The battle to stay on terms with Porsche
If there’s one country on the FIA World Endurance Championship calendar that most people look forward to visiting, it’s Japan. For me and several team-mates it’s like a home away from home, but you don’t need to have lived or raced there previously to feel that way. There really is something very special about the country, not least its knowledgeable and enthusiastic motor sport fans.
Where else in the world do drivers arrive at the track on a sodden morning to find fans standing in the open, full of passion and sometimes offering gifts, their mood not dampened by having slept overnight in their cars? They really are the craziest fans in the world, in the nicest possible sense. I’m pleased they got to see some great racing.
For Audi it was disappointing to leave Fuji with third and fourth places in the race and Porsche now leading the championships for both manufacturers and drivers, but that’s testament to the impressive job our rival has done this year. While the result might not show it, Audi took a big step forward in Fuji with the introduction of a new aero kit. It was the closest we had been to the Porsches in qualifying and, at the start of the race, it looked as though things might go our way. The Audi was the quicker car in the initial stages when the track was at its wettest, but as it began to dry the Porsches gained an advantage. It was in the next few hours that the damage was done. They were not only quicker on wet tyres on a drying – yet slippery and slower – track, but also in the next two stints as all cars switched to intermediates.
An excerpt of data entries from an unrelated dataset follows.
use crate::model::{AggregateProgress, QueueItem, QueueItemStatus};

/// Percentage over the items taking part in the current operation.
///
/// Settled items (completed or failed) count as 100, in-flight items contribute their own
/// progress, pending ones nothing. With a single item in flight this is
/// `(settled * 100 + current) / total`. The "current" item is the first one downloading.
pub fn aggregate<'a, I>(items: I) -> Option<AggregateProgress>
where
  I: IntoIterator<Item = &'a QueueItem>,
{
  let mut total = 0usize;
  let mut settled = 0usize;
  let mut in_flight = 0.0f64;
  let mut current: Option<&QueueItem> = None;

  for item in items {
    total += 1;
    match item.status {
      QueueItemStatus::Completed | QueueItemStatus::Error => settled += 1,
      QueueItemStatus::Downloading => {
        in_flight += item.progress.clamp(0.0, 100.0);
        if current.is_none() {
          current = Some(item);
        }
      }
      QueueItemStatus::Pending => {}
    }
  }

  if total == 0 {
    return None;
  }

  let percent = ((settled as f64 * 100.0 + in_flight) / total as f64).clamp(0.0, 100.0);
  Some(AggregateProgress {
    percent,
    settled,
    total,
    current_item_id: current.map(|i| i.id.clone()),
    current_title: current.and_then(|i| i.title.clone()),
  })
}

#[cfg(test)]
mod tests {
  use super::*;
  use crate::engine::queue::{apply_event, items_from_info, ItemEvent};
  use crate::model::{DownloadOptions, VideoInfo};

  fn item_at(status: QueueItemStatus, progress: f64) -> QueueItem {
    let mut item = items_from_info(
      "https://youtu.be/x",
      &DownloadOptions::default(),
      &VideoInfo::default(),
      None,
    )
    .remove(0);
    if status != QueueItemStatus::Pending {
      item = apply_event(&item, &ItemEvent::Start).unwrap();
      item = apply_event(&item, &ItemEvent::Progress { progress, title: None }).unwrap();
    }
    match status {
      QueueItemStatus::Completed => apply_event(&item, &ItemEvent::Complete { filename: None }).unwrap(),
      QueueItemStatus::Error => apply_event(&item, &ItemEvent::Fail { message: "x".into() }).unwrap(),
      _ => item,
    }
  }

  #[test]
  fn two_done_one_at_forty_is_eighty_percent() {
    let items = vec![
      item_at(QueueItemStatus::Completed, 100.0),
      item_at(QueueItemStatus::Completed, 100.0),
      item_at(QueueItemStatus::Downloading, 40.0),
    ];
    let agg = aggregate(&items).unwrap();
    assert!((agg.percent - 80.0).abs() < 1e-9);
    assert_eq!(agg.settled, 2);
    assert_eq!(agg.total, 3);
    assert_eq!(agg.current_item_id.as_deref(), Some(items[2].id.as_str()));
  }

  #[test]
  fn interleaving_order_does_not_matter() {
    let mut items = vec![
      item_at(QueueItemStatus::Downloading, 25.0),
      item_at(QueueItemStatus::Error, 10.0),
      item_at(QueueItemStatus::Pending, 0.0),
      item_at(QueueItemStatus::Downloading, 75.0),
    ];
    let forward = aggregate(&items).unwrap().percent;
    items.reverse();
    let backward = aggregate(&items).unwrap().percent;
    assert!((forward - backward).abs() < 1e-9);
    assert!((forward - 50.0).abs() < 1e-9);
  }

  #[test]
  fn empty_set_has_no_progress() {
    assert!(aggregate(&Vec::<QueueItem>::new()).is_none());
  }
}
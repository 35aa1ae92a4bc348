use anyhow::Context;
use serde::{Deserialize, Serialize};
use std::{path::Path, time::Duration};
use url::Url;

#[derive(Debug, Clone, Copy, Serialize, Deserialize, PartialEq, Eq, Default)]
#[serde(rename_all = "snake_case")]
pub enum BatchMode {
  /// Register every added URL as a backend session and start jobs inside it.
  #[default]
  Session,
  /// Plain per-item jobs; the archive is requested from download ids alone.
  PerItem,
}

#[derive(Debug, Clone, Serialize, Deserialize)]
#[serde(default)]
pub struct Settings {
  pub backend_url: String,
  pub poll_interval_ms: u64,
  pub max_poll_attempts: u32,
  pub request_timeout_ms: u64,
  pub connect_timeout_ms: u64,
  pub batch_mode: BatchMode,
  pub batch_concurrency: usize,
  pub download_dir: String,
  pub logs_dir: String,
  pub local_api_port: u16,
  pub local_api_token: Option<String>,
}

impl Default for Settings {
  fn default() -> Self {
    Self {
      backend_url: "http://localhost:8000".to_string(),
      poll_interval_ms: 1000,
      max_poll_attempts: 300,
      request_timeout_ms: 10_000,
      connect_timeout_ms: 15_000,
      batch_mode: BatchMode::Session,
      batch_concurrency: 2,
      download_dir: "downloads".to_string(),
      logs_dir: "logs".to_string(),
      local_api_port: 7878,
      local_api_token: None,
    }
  }
}

impl Settings {
  pub fn load(path: Option<&Path>) -> anyhow::Result<Self> {
    let mut settings = match path {
      Some(p) => {
        let raw = std::fs::read_to_string(p)
          .with_context(|| format!("failed to read settings file {}", p.display()))?;
        serde_json::from_str(&raw).context("failed to parse settings file")?
      }
      None => Settings::default(),
    };
    settings.apply_env(|key| std::env::var(key).ok())?;
    settings.validate()?;
    Ok(settings)
  }

  fn apply_env(&mut self, get: impl Fn(&str) -> Option<String>) -> anyhow::Result<()> {
    if let Some(v) = get("FIREDOWN_BACKEND_URL") {
      self.backend_url = v;
    }
    if let Some(v) = get("FIREDOWN_POLL_INTERVAL_MS") {
      self.poll_interval_ms = v.parse().context("FIREDOWN_POLL_INTERVAL_MS")?;
    }
    if let Some(v) = get("FIREDOWN_MAX_POLL_ATTEMPTS") {
      self.max_poll_attempts = v.parse().context("FIREDOWN_MAX_POLL_ATTEMPTS")?;
    }
    if let Some(v) = get("FIREDOWN_REQUEST_TIMEOUT_MS") {
      self.request_timeout_ms = v.parse().context("FIREDOWN_REQUEST_TIMEOUT_MS")?;
    }
    if let Some(v) = get("FIREDOWN_CONNECT_TIMEOUT_MS") {
      self.connect_timeout_ms = v.parse().context("FIREDOWN_CONNECT_TIMEOUT_MS")?;
    }
    if let Some(v) = get("FIREDOWN_BATCH_MODE") {
      self.batch_mode = match v.trim() {
        "session" => BatchMode::Session,
        "per_item" => BatchMode::PerItem,
        other => anyhow::bail!("unknown FIREDOWN_BATCH_MODE {other}"),
      };
    }
    if let Some(v) = get("FIREDOWN_BATCH_CONCURRENCY") {
      self.batch_concurrency = v.parse().context("FIREDOWN_BATCH_CONCURRENCY")?;
    }
    if let Some(v) = get("FIREDOWN_DOWNLOAD_DIR") {
      self.download_dir = v;
    }
    if let Some(v) = get("FIREDOWN_LOGS_DIR") {
      self.logs_dir = v;
    }
    if let Some(v) = get("FIREDOWN_LOCAL_API_PORT") {
      self.local_api_port = v.parse().context("FIREDOWN_LOCAL_API_PORT")?;
    }
    if let Some(v) = get("FIREDOWN_LOCAL_API_TOKEN") {
      self.local_api_token = Some(v).filter(|t| !t.trim().is_empty());
    }
    Ok(())
  }

  pub fn validate(&self) -> anyhow::Result<()> {
    Url::parse(&self.backend_url).context("backend_url is not a valid url")?;
    if self.poll_interval_ms == 0 {
      anyhow::bail!("poll_interval_ms must be greater than zero");
    }
    if self.max_poll_attempts == 0 {
      anyhow::bail!("max_poll_attempts must be greater than zero");
    }
    if self.batch_concurrency == 0 {
      anyhow::bail!("batch_concurrency must be greater than zero");
    }
    Ok(())
  }

  pub fn poll_interval(&self) -> Duration {
    Duration::from_millis(self.poll_interval_ms)
  }

  pub fn request_timeout(&self) -> Duration {
    Duration::from_millis(self.request_timeout_ms)
  }

  pub fn connect_timeout(&self) -> Duration {
    Duration::from_millis(self.connect_timeout_ms)
  }
}
//! Transport layer: the backend operations the orchestrator drives, and their reqwest implementation.

use crate::{
  engine::naming,
  error::{display_detail, DownloadError, ErrorCode},
  model::{BatchStatus, DownloadOptions, QueueItem, SessionInfo, StatusReport, VideoInfo},
  settings::Settings,
};
use anyhow::Context;
use async_trait::async_trait;
use bytes::{Bytes, BytesMut};
use futures_util::StreamExt;
use serde::{Deserialize, Serialize};
use std::time::Duration;

/// What to retrieve once the backend reports a job as ready.
#[derive(Debug, Clone, PartialEq, Eq)]
pub enum ArtifactRef {
  Filename(String),
  Download(String),
  Session(String),
}

#[derive(Debug, Clone, PartialEq, Eq)]
pub enum CleanupTarget {
  Download(String),
  Session(String),
  Batch(String),
}

#[derive(Debug, Clone)]
pub struct Artifact {
  pub payload: Bytes,
  /// Name declared by the backend, either the requested filename or the Content-Disposition one.
  pub filename: Option<String>,
  pub content_type: Option<String>,
}

#[async_trait]
pub trait JobBackend: Send + Sync + 'static {
  async fn fetch_metadata(&self, url: &str) -> Result<VideoInfo, DownloadError>;
  async fn create_session(&self, url: &str, options: &DownloadOptions) -> Result<SessionInfo, DownloadError>;
  async fn enqueue_playlist(&self, url: &str, options: &DownloadOptions) -> Result<SessionInfo, DownloadError>;
  async fn start_download(&self, item: &QueueItem, session_id: Option<&str>) -> Result<String, DownloadError>;
  /// Independent of earlier calls; a 404 comes back as `JobExpired`.
  async fn poll_status(&self, download_id: &str) -> Result<StatusReport, DownloadError>;
  async fn request_archive(&self, session_id: Option<&str>, download_ids: &[String]) -> Result<String, DownloadError>;
  async fn poll_archive(&self, batch_id: &str) -> Result<BatchStatus, DownloadError>;
  async fn fetch_artifact(&self, target: &ArtifactRef) -> Result<Artifact, DownloadError>;
  async fn cleanup(&self, target: &CleanupTarget) -> Result<(), DownloadError>;
}

#[derive(Serialize)]
struct JobRequest<'a> {
  url: &'a str,
  #[serde(flatten)]
  options: &'a DownloadOptions,
  #[serde(skip_serializing_if = "Option::is_none")]
  session_id: Option<&'a str>,
}

#[derive(Serialize)]
struct ArchiveRequest<'a> {
  #[serde(skip_serializing_if = "Option::is_none")]
  session_id: Option<&'a str>,
  download_ids: &'a [String],
}

#[derive(Deserialize)]
struct StartResponse {
  download_id: String,
}

#[derive(Deserialize)]
struct ArchiveResponse {
  batch_id: String,
}

#[derive(Deserialize)]
struct StatusWire {
  #[serde(default)]
  progress: Option<f64>,
  #[serde(default)]
  title: Option<String>,
  #[serde(default, alias = "isReady")]
  is_ready: Option<bool>,
  #[serde(default)]
  filename: Option<String>,
  #[serde(default)]
  error: Option<serde_json::Value>,
}

impl From<StatusWire> for StatusReport {
  fn from(w: StatusWire) -> Self {
    let filename = non_empty(w.filename);
    StatusReport {
      progress: w.progress.unwrap_or(0.0).clamp(0.0, 100.0),
      title: non_empty(w.title),
      is_ready: w.is_ready.unwrap_or(filename.is_some()),
      filename,
      error: error_field(w.error),
    }
  }
}

#[derive(Deserialize)]
struct BatchStatusWire {
  #[serde(default)]
  ready: bool,
  #[serde(default)]
  progress: Option<f64>,
  #[serde(default)]
  filename: Option<String>,
  #[serde(default)]
  error: Option<serde_json::Value>,
}

impl From<BatchStatusWire> for BatchStatus {
  fn from(w: BatchStatusWire) -> Self {
    BatchStatus {
      ready: w.ready,
      progress: w.progress.unwrap_or(0.0).clamp(0.0, 100.0),
      filename: non_empty(w.filename),
      error: error_field(w.error),
    }
  }
}

fn non_empty(s: Option<String>) -> Option<String> {
  s.filter(|v| !v.trim().is_empty())
}

fn error_field(v: Option<serde_json::Value>) -> Option<String> {
  match v {
    None | Some(serde_json::Value::Null) => None,
    Some(v) => Some(display_detail(&v)).filter(|s| !s.trim().is_empty()),
  }
}

#[derive(Clone)]
pub struct RemoteJobClient {
  http: reqwest::Client,
  base: String,
  call_timeout: Duration,
}

impl RemoteJobClient {
  pub fn new(settings: &Settings) -> anyhow::Result<Self> {
    Ok(Self {
      http: build_client(settings.connect_timeout())?,
      base: settings.backend_url.trim_end_matches('/').to_string(),
      call_timeout: settings.request_timeout(),
    })
  }

  fn endpoint(&self, path: &str) -> String {
    format!("{}/{}", self.base, path)
  }

  async fn post_json<B: Serialize + ?Sized + Sync, T: serde::de::DeserializeOwned + Send>(
    &self,
    path: &str,
    body: &B,
    timeout: Option<Duration>,
  ) -> Result<T, DownloadError> {
    let mut req = self.http.post(self.endpoint(path)).json(body);
    if let Some(t) = timeout {
      req = req.timeout(t);
    }
    let resp = check(req.send().await?).await?;
    Ok(resp.json::<T>().await?)
  }
}

#[async_trait]
impl JobBackend for RemoteJobClient {
  async fn fetch_metadata(&self, url: &str) -> Result<VideoInfo, DownloadError> {
    self
      .post_json("video-info", &serde_json::json!({ "url": url }), Some(self.call_timeout))
      .await
  }

  async fn create_session(&self, url: &str, options: &DownloadOptions) -> Result<SessionInfo, DownloadError> {
    let body = JobRequest {
      url,
      options,
      session_id: None,
    };
    self.post_json("session", &body, None).await
  }

  async fn enqueue_playlist(&self, url: &str, options: &DownloadOptions) -> Result<SessionInfo, DownloadError> {
    let body = JobRequest {
      url,
      options,
      session_id: None,
    };
    self.post_json("playlist", &body, None).await
  }

  async fn start_download(&self, item: &QueueItem, session_id: Option<&str>) -> Result<String, DownloadError> {
    let body = JobRequest {
      url: &item.url,
      options: &item.options,
      session_id,
    };
    let resp: StartResponse = self.post_json("download", &body, None).await?;
    Ok(resp.download_id)
  }

  async fn poll_status(&self, download_id: &str) -> Result<StatusReport, DownloadError> {
    let resp = self
      .http
      .get(self.endpoint(&format!("status/{}", urlencoding::encode(download_id))))
      .timeout(self.call_timeout)
      .send()
      .await?;
    if resp.status() == reqwest::StatusCode::NOT_FOUND {
      return Err(DownloadError::JobExpired);
    }
    let wire: StatusWire = check(resp).await?.json().await?;
    Ok(wire.into())
  }

  async fn request_archive(&self, session_id: Option<&str>, download_ids: &[String]) -> Result<String, DownloadError> {
    let body = ArchiveRequest {
      session_id,
      download_ids,
    };
    let resp: ArchiveResponse = self.post_json("batch", &body, None).await?;
    Ok(resp.batch_id)
  }

  async fn poll_archive(&self, batch_id: &str) -> Result<BatchStatus, DownloadError> {
    let resp = self
      .http
      .get(self.endpoint(&format!("batch/{}/status", urlencoding::encode(batch_id))))
      .timeout(self.call_timeout)
      .send()
      .await?;
    if resp.status() == reqwest::StatusCode::NOT_FOUND {
      return Err(DownloadError::JobExpired);
    }
    let wire: BatchStatusWire = check(resp).await?.json().await?;
    Ok(wire.into())
  }

  async fn fetch_artifact(&self, target: &ArtifactRef) -> Result<Artifact, DownloadError> {
    let path = match target {
      ArtifactRef::Filename(name) => format!("download/{}", urlencoding::encode(name)),
      ArtifactRef::Download(id) => format!("download/id/{}", urlencoding::encode(id)),
      ArtifactRef::Session(id) => format!("session/{}/download", urlencoding::encode(id)),
    };
    let resp = check(self.http.get(self.endpoint(&path)).send().await?).await?;

    let header = |name: &str| {
      resp
        .headers()
        .get(name)
        .and_then(|v| v.to_str().ok())
        .map(|s| s.to_string())
    };
    let content_type = header("content-type");
    let declared = match target {
      ArtifactRef::Filename(name) => Some(name.clone()),
      _ => header("content-disposition").and_then(|cd| naming::parse_content_disposition_filename(&cd)),
    };

    let mut payload = BytesMut::new();
    let mut stream = resp.bytes_stream();
    while let Some(chunk) = stream.next().await {
      payload.extend_from_slice(&chunk?);
    }

    Ok(Artifact {
      payload: payload.freeze(),
      filename: declared,
      content_type,
    })
  }

  async fn cleanup(&self, target: &CleanupTarget) -> Result<(), DownloadError> {
    let path = match target {
      CleanupTarget::Download(id) => format!("download/{}", urlencoding::encode(id)),
      CleanupTarget::Session(id) => format!("session/{}", urlencoding::encode(id)),
      CleanupTarget::Batch(id) => format!("batch/{}", urlencoding::encode(id)),
    };
    let resp = self
      .http
      .delete(self.endpoint(&path))
      .timeout(self.call_timeout)
      .send()
      .await?;
    check(resp).await?;
    Ok(())
  }
}

async fn check(resp: reqwest::Response) -> Result<reqwest::Response, DownloadError> {
  let status = resp.status();
  if status.is_success() {
    return Ok(resp);
  }
  let code = ErrorCode::from_status(status.as_u16());
  let body = resp.text().await.unwrap_or_default();
  let message = match serde_json::from_str::<serde_json::Value>(&body) {
    Ok(v) => display_detail(&v),
    Err(_) if !body.trim().is_empty() => body,
    Err(_) => format!("HTTP {}", status.as_u16()),
  };
  Err(DownloadError::remote(code, message))
}

fn build_client(connect_timeout: Duration) -> anyhow::Result<reqwest::Client> {
  reqwest::Client::builder()
    .user_agent(concat!("firedown-client/", env!("CARGO_PKG_VERSION")))
    .redirect(reqwest::redirect::Policy::limited(10))
    .connect_timeout(connect_timeout)
    .build()
    .context("failed to build reqwest client")
}
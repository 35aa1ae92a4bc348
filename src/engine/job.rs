use crate::error::DownloadError;
use std::{future::Future, time::Duration};
use tokio::sync::watch;

#[derive(Debug, Clone, Copy)]
pub struct PollPolicy {
  pub interval: Duration,
  pub max_attempts: u32,
}

/// How one poll response reads.
pub enum Tick<T> {
  Pending,
  Done(T),
  Failed(String),
}

/// Why a polling loop stopped.
#[derive(Debug, Clone, PartialEq)]
pub enum PollOutcome<T> {
  Completed(T),
  /// The server answered 404: the job expired or never existed.
  JobExpired,
  BackendError(String),
  TimedOut,
  Cancelled,
}

impl<T> PollOutcome<T> {
  pub fn into_result(self) -> Result<T, DownloadError> {
    match self {
      PollOutcome::Completed(value) => Ok(value),
      PollOutcome::JobExpired => Err(DownloadError::JobExpired),
      PollOutcome::BackendError(msg) => Err(DownloadError::BackendReported(msg)),
      PollOutcome::TimedOut => Err(DownloadError::Timeout),
      PollOutcome::Cancelled => Err(DownloadError::Cancelled),
    }
  }
}

#[derive(Debug)]
pub struct PollResult<T> {
  pub outcome: PollOutcome<T>,
  /// Polls that ended without a terminal answer (including transient failures).
  pub attempts: u32,
}

/// Polls sequentially at a fixed interval until `classify` reports a terminal answer, the
/// server returns 404, the attempt ceiling is reached, or `run` flips to false.
///
/// Transient remote failures consume an attempt and are retried; a 404 stops immediately
/// without consuming one.
pub async fn poll_until<T, R, P, Fut, C>(
  mut poll: P,
  mut classify: C,
  policy: PollPolicy,
  mut run: watch::Receiver<bool>,
) -> PollResult<T>
where
  P: FnMut() -> Fut,
  Fut: Future<Output = Result<R, DownloadError>>,
  C: FnMut(R) -> Tick<T>,
{
  let mut attempts = 0u32;
  loop {
    if !*run.borrow_and_update() {
      return PollResult {
        outcome: PollOutcome::Cancelled,
        attempts,
      };
    }

    match poll().await {
      Ok(report) => match classify(report) {
        Tick::Done(value) => {
          return PollResult {
            outcome: PollOutcome::Completed(value),
            attempts,
          }
        }
        Tick::Failed(message) => {
          return PollResult {
            outcome: PollOutcome::BackendError(message),
            attempts,
          }
        }
        Tick::Pending => {}
      },
      Err(DownloadError::JobExpired) => {
        return PollResult {
          outcome: PollOutcome::JobExpired,
          attempts,
        }
      }
      Err(e) => {
        tracing::warn!(attempt = attempts + 1, error = %e, "status poll failed; retrying");
      }
    }

    attempts += 1;
    if attempts >= policy.max_attempts {
      return PollResult {
        outcome: PollOutcome::TimedOut,
        attempts,
      };
    }

    tokio::select! {
      _ = tokio::time::sleep(policy.interval) => {}
      changed = run.changed() => {
        if changed.is_err() {
          return PollResult { outcome: PollOutcome::Cancelled, attempts };
        }
      }
    }
  }
}
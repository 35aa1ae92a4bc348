//! Source URL checks: which links the backend accepts, and the canonical watch form it expects.

use url::Url;

const ACCEPTED_HOSTS: [&str; 3] = ["youtube.com", "www.youtube.com", "youtu.be"];
const SHORT_HOST: &str = "youtu.be";
const CANONICAL_WATCH: &str = "https://youtube.com/watch";

pub fn validate(url: &str) -> bool {
  match Url::parse(url) {
    Ok(u) => u
      .host_str()
      .map(|h| ACCEPTED_HOSTS.contains(&h))
      .unwrap_or(false),
    Err(_) => false,
  }
}

/// Rewrites `youtu.be/<id>` and `youtube.com/watch?v=<id>&...` to `https://youtube.com/watch?v=<id>`.
/// Anything it does not recognize, including unparseable input, is returned unchanged.
pub fn normalize(url: &str) -> String {
  let Ok(parsed) = Url::parse(url) else {
    return url.to_string();
  };
  let Some(host) = parsed.host_str() else {
    return url.to_string();
  };
  if !(host.contains("youtube.com") || host.contains(SHORT_HOST)) {
    return url.to_string();
  }

  let video_id = if host == SHORT_HOST {
    parsed
      .path_segments()
      .and_then(|mut s| s.next())
      .filter(|s| !s.is_empty())
      .map(|s| s.to_string())
  } else {
    parsed
      .query_pairs()
      .find(|(k, _)| k == "v")
      .map(|(_, v)| v.into_owned())
      .filter(|v| !v.is_empty())
  };

  match video_id {
    Some(id) => format!("{CANONICAL_WATCH}?v={id}"),
    None => url.to_string(),
  }
}
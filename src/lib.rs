pub mod app_state;
pub mod engine;
pub mod error;
pub mod events;
pub mod local_api;
pub mod model;
pub mod normalize;
pub mod settings;
pub mod transport;

use app_state::{AppPaths, AppState};
use std::{net::SocketAddr, path::Path, sync::Arc};

/// Loads settings, wires the engine to the remote backend and serves the control API
/// until the listener fails.
pub async fn run(settings_path: Option<&Path>) -> anyhow::Result<()> {
  let settings = settings::Settings::load(settings_path)?;

  // Logging + data dirs
  let paths = AppPaths::from_settings(&settings)?;
  error::init_tracing(&paths)?;

  tracing::info!(
    backend = %settings.backend_url,
    download_dir = %paths.download_dir.display(),
    batch_mode = ?settings.batch_mode,
    "starting firedown client"
  );

  let backend = transport::RemoteJobClient::new(&settings)?;
  let sink = engine::save::DirectorySink::new(&paths.download_dir)?;

  // Shared event hub + download engine
  let events = events::EventHub::new();
  let engine = engine::DownloadEngine::new(Arc::new(backend), Arc::new(sink), &settings, events.clone());

  let state = AppState {
    engine: engine.handle(),
    events,
    token: settings.local_api_token.clone().filter(|t| !t.trim().is_empty()),
  };

  let addr = SocketAddr::from(([127, 0, 0, 1], settings.local_api_port));
  local_api::serve(state, addr).await
}
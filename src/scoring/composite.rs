use super::choice::ChoiceScore;
use super::preset::WeightPreset;
use crate::catalog::{find_definition, Category, IndicatorDefinition, IndicatorId};
use serde::{Deserialize, Serialize};
use std::collections::BTreeMap;

/// How a category weight applies when several present indicators share that category.
#[derive(Debug, Clone, Copy, Default, PartialEq, Eq, Serialize, Deserialize)]
#[serde(rename_all = "snake_case")]
pub enum CategoryWeightPolicy {
    /// Each indicator carries the full category weight, so a category with
    /// more indicators has proportionally more influence.
    #[default]
    PerIndicator,
    /// The category weight is divided evenly over that category's present indicators.
    SplitAcrossCategory,
}

#[derive(Debug, Clone, Copy, PartialEq, Serialize, Deserialize)]
pub struct CompositeScore {
    /// Renormalized weighted average of Choice scores, 0 to 100
    pub score: f64,
    /// Scores that matched a known definition
    pub used_indicator_count: usize,
    /// Size of the definition set
    pub total_indicator_count: usize,
}

#[derive(Debug, Clone, Copy, PartialEq)]
pub(crate) struct WeightedAverage {
    pub value: f64,
    pub used: usize,
}

/// Category-weighted average over whichever indicators are present.
///
/// Items whose indicator has no definition are skipped. When no weight is
/// used (nothing present, or every present category weighs 0) the value is 0.
pub(crate) fn weighted_average(
    items: &[(IndicatorId, f64)],
    definitions: &[IndicatorDefinition],
    preset: &WeightPreset,
    policy: CategoryWeightPolicy,
) -> WeightedAverage {
    let matched: Vec<(Category, f64)> = items
        .iter()
        .filter_map(|(id, value)| find_definition(definitions, *id).map(|d| (d.category, *value)))
        .collect();

    let mut per_category: BTreeMap<Category, usize> = BTreeMap::new();
    for (category, _) in &matched {
        *per_category.entry(*category).or_default() += 1;
    }

    let mut weighted_sum = 0.0;
    let mut weight_used = 0.0;
    for (category, value) in &matched {
        let weight = match policy {
            CategoryWeightPolicy::PerIndicator => preset.weight(*category),
            CategoryWeightPolicy::SplitAcrossCategory => {
                preset.weight(*category) / per_category[category] as f64
            }
        };
        weighted_sum += weight * value;
        weight_used += weight;
    }

    WeightedAverage {
        value: if weight_used > 0.0 {
            weighted_sum / weight_used
        } else {
            0.0
        },
        used: matched.len(),
    }
}

/// Combine Choice scores into one composite using the default
/// [`CategoryWeightPolicy::PerIndicator`].
pub fn calculate_composite_score(
    scores: &[ChoiceScore],
    definitions: &[IndicatorDefinition],
    preset: &WeightPreset,
) -> CompositeScore {
    calculate_composite_score_with_policy(
        scores,
        definitions,
        preset,
        CategoryWeightPolicy::default(),
    )
}

pub fn calculate_composite_score_with_policy(
    scores: &[ChoiceScore],
    definitions: &[IndicatorDefinition],
    preset: &WeightPreset,
    policy: CategoryWeightPolicy,
) -> CompositeScore {
    let items: Vec<(IndicatorId, f64)> = scores.iter().map(|s| (s.indicator_id, s.score)).collect();
    let average = weighted_average(&items, definitions, preset, policy);

    CompositeScore {
        score: average.value,
        used_indicator_count: average.used,
        total_indicator_count: definitions.len(),
    }
}
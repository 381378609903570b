pub mod area;
pub mod catalog;
pub mod config;
pub mod error;
pub mod fetch;
pub mod input;
pub mod output;
pub mod report;
pub mod scoring;

pub use error::EngineError;
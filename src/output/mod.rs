pub mod formatter;

pub use formatter::{
    format_catalog, format_notes, format_presets, format_profile, format_ranking_table,
    format_score, format_stars, format_tsv, should_use_colors,
};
By the time the track dried, Porsche’s lead was comfortable enough that we were not able to put them under any pressure. The only consolation was that Audi achieved the quickest stint in the dry. This hints at what might have been possible had it not rained and gives us some optimism as we head into the final two races of the year.
The wheel-to-wheel battles have been really impressive this season and the fight between Mark Webber and Marcel Fässler was extremely entertaining. While quite often it’s LMP1 that grabs the media headlines, close racing exists throughout the field and sometimes even more so in the LMP2 and GTE classes. What’s most important to me is the respect shown between drivers. That allows you to fight hard and fair.
At Fuji it was the LMP2 class that attracted attention – unfortunately for the wrong reasons. It’s difficult for me to comment without knowing all the facts, but it’s clear that the same respect does not exist between some LMP2 drivers. To see so much contact and the championship lead change as a consequence is a real shame, and I really hope it doesn’t detract from the eventual outcome. I don’t buy into the fact that contact was intentional or that there was any malice, but it is fair to suggest that more caution should be taken when you’re a lap down.
As we near the final couple of WEC rounds, it’s a good time to look back and reflect on the year as a whole. For me it’s been incredible to step up and become part of the full WEC programme. Good results have been more difficult to achieve than I had ever imagined, but I’m continuing to develop as a driver – much more so than I’d have thought possible.
Every race weekend presents a continuous learning curve and I feel Loïc [Duval], Lucas [di Grassi] and I are getting stronger as a team. It’s been positive to see us take the fight to our sister car since Le Mans and our goal has to be a podium finish in each of the two remaining races.